What is NFL Public Consensus?
NFL Consensus betting means the percentage the betting public has chosen for an upcoming spread or point total. These can also refer to NFL futures bets and player props . The NFL betting consensus gives bettors an idea of how much action online bookies are taking on either side of a bet. These numbers are usually expressed by percentage (%), showing the percentage of money and the percentage of bets wagered on one side versus another. By using the NFL consensus presented on our page, you can decide whether you would like to bet with or against the public on a given bet.
Should the NFL Consensus Affect Your Betting Decision?
While the public does get some bets right, more often than not, it’s best to fade the public. Too often, public bettors, which includes everyone from new bettors to seasoned bettors, will bet on popular teams or exciting matchups, which presents value on the other side of a bet. That’s why “sharps” look for opportunities to go against NFL public money. You can check out these weekly NFL expert picks as we look to point you in the correct direction.

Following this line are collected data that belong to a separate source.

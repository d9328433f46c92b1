use serde_json::Value;
use tracing::warn;

use super::dto::Recipe;

/// Decode the `recipes` value of a generation response.
///
/// The backend usually returns a JSON array, but some paths hand back the
/// Python repr of a list as one single-quoted string; that form is repaired
/// by swapping the quotes and re-parsing. Anything unparseable becomes an
/// empty list, never an error.
pub fn parse_recipes_value(value: &Value) -> Vec<Recipe> {
    match value {
        Value::Array(entries) => entries
            .iter()
            .filter_map(|entry| match serde_json::from_value::<Recipe>(entry.clone()) {
                Ok(recipe) => Some(recipe),
                Err(e) => {
                    warn!(error = %e, "skipping malformed recipe entry");
                    None
                }
            })
            .collect(),
        Value::String(raw) => {
            let repaired = raw.replace('\'', "\"");
            match serde_json::from_str::<Vec<Recipe>>(&repaired) {
                Ok(recipes) => recipes,
                Err(e) => {
                    warn!(error = %e, "recipes string is not parseable, dropping it");
                    Vec::new()
                }
            }
        }
        Value::Null => Vec::new(),
        _ => {
            warn!("unexpected recipes payload shape, dropping it");
            Vec::new()
        }
    }
}

#[cfg(test)]
mod recipe_parse_tests {
    use super::*;
    use crate::recipes::dto::Ingredients;

    #[test]
    fn parses_the_plain_array_form() {
        let value = serde_json::json!([
            {"Name": "Dal", "Ingredients": ["lentils"], "Instructions": "Boil."},
            {"Name": "Chai", "Ingredients": "milk, tea"}
        ]);
        let recipes = parse_recipes_value(&value);
        assert_eq!(recipes.len(), 2);
        assert_eq!(recipes[0].name.as_deref(), Some("Dal"));
        assert_eq!(
            recipes[1].ingredients,
            Some(Ingredients::Text("milk, tea".into()))
        );
    }

    #[test]
    fn repairs_the_single_quoted_string_form() {
        let value = serde_json::json!(
            "[{'Name': 'Dal', 'Ingredients': ['lentils', 'water'], 'Instructions': 'Boil until soft.'}]"
        );
        let recipes = parse_recipes_value(&value);
        assert_eq!(recipes.len(), 1);
        assert_eq!(recipes[0].name.as_deref(), Some("Dal"));
        assert_eq!(
            recipes[0].ingredients,
            Some(Ingredients::List(vec!["lentils".into(), "water".into()]))
        );
    }

    #[test]
    fn unparseable_strings_become_an_empty_list() {
        let value = serde_json::json!("Sorry, I could not come up with anything.");
        assert!(parse_recipes_value(&value).is_empty());
    }

    #[test]
    fn malformed_entries_are_skipped_not_fatal() {
        let value = serde_json::json!([
            {"Name": "Good"},
            "just a string",
            {"Name": "Also good"}
        ]);
        let recipes = parse_recipes_value(&value);
        assert_eq!(recipes.len(), 2);
    }

    #[test]
    fn null_and_odd_shapes_yield_empty() {
        assert!(parse_recipes_value(&Value::Null).is_empty());
        assert!(parse_recipes_value(&serde_json::json!(42)).is_empty());
        assert!(parse_recipes_value(&serde_json::json!({"Name": "not a list"})).is_empty());
    }
}
pub mod dto;
pub mod handlers;
pub mod selection;
pub mod services;
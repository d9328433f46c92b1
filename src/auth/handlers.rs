use tracing::{info, instrument};

use crate::auth::services;
use crate::session::Theme;
use crate::state::AppState;

#[instrument(skip(state, password))]
pub async fn login(state: &AppState, email: &str, password: &str) -> anyhow::Result<()> {
    let session = services::login(state, email, password).await?;
    println!(
        "Logged in as {}.",
        session.email.as_deref().unwrap_or_default()
    );
    Ok(())
}

#[instrument(skip(state, password, confirm_password))]
pub async fn signup(
    state: &AppState,
    email: &str,
    password: &str,
    confirm_password: Option<&str>,
) -> anyhow::Result<()> {
    services::signup(state, email, password, confirm_password).await?;
    println!("Account created successfully!");
    println!("Log in with `nutricheck login` to start tracking your food.");
    Ok(())
}

#[instrument(skip(state))]
pub fn logout(state: &AppState) -> anyhow::Result<()> {
    services::logout(state)?;
    println!("Logged out.");
    Ok(())
}

/// Show the stored profile; `--theme` switches between light and dark.
#[instrument(skip(state))]
pub fn profile(state: &AppState, theme: Option<Theme>) -> anyhow::Result<()> {
    let mut session = state.store.load();
    if let Some(theme) = theme {
        session.theme = theme;
        state.store.save(&session)?;
        info!(theme = %theme, "theme updated");
    }

    match session.email.as_deref() {
        Some(email) => {
            println!("Email: {email}");
            println!("Photo: {}", session.photo.as_deref().unwrap_or("(none)"));
            println!("Theme: {}", session.theme);
        }
        None => {
            println!("Not logged in. Run `nutricheck login` first.");
            println!("Theme: {}", session.theme);
        }
    }
    Ok(())
}

#[cfg(test)]
mod profile_tests {
    use super::*;
    use crate::state::test_support::{state_with, StubBackend};
    use std::sync::Arc;

    #[test]
    fn theme_switch_persists_without_login() {
        let backend = Arc::new(StubBackend::default());
        let (state, _dir) = state_with(backend);

        profile(&state, Some(Theme::Dark)).unwrap();

        assert_eq!(state.store.load().theme, Theme::Dark);
    }

    #[test]
    fn plain_view_does_not_touch_the_store() {
        let backend = Arc::new(StubBackend::default());
        let (state, _dir) = state_with(backend);

        profile(&state, None).unwrap();

        assert!(!state.store.path().exists());
    }
}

Remember, the average public bettor loves to bet on the favorite and for the “over” to hit on the point total. The best sportsbooks in the US know this and often will inflate a spread or point total if they expect heavy action from the betting public. Expect that to be the case in primetime games or contests featuring big market teams, such as the Dallas Cowboys or Pittsburgh Steelers.
While it’s not always the right move to fade the public, be sure to check the NFL lines and the public consensus before placing your bet on any game. By betting against the public from time to time, players can see a win increase of anywhere between 1-5%, which can be significant to a bankroll.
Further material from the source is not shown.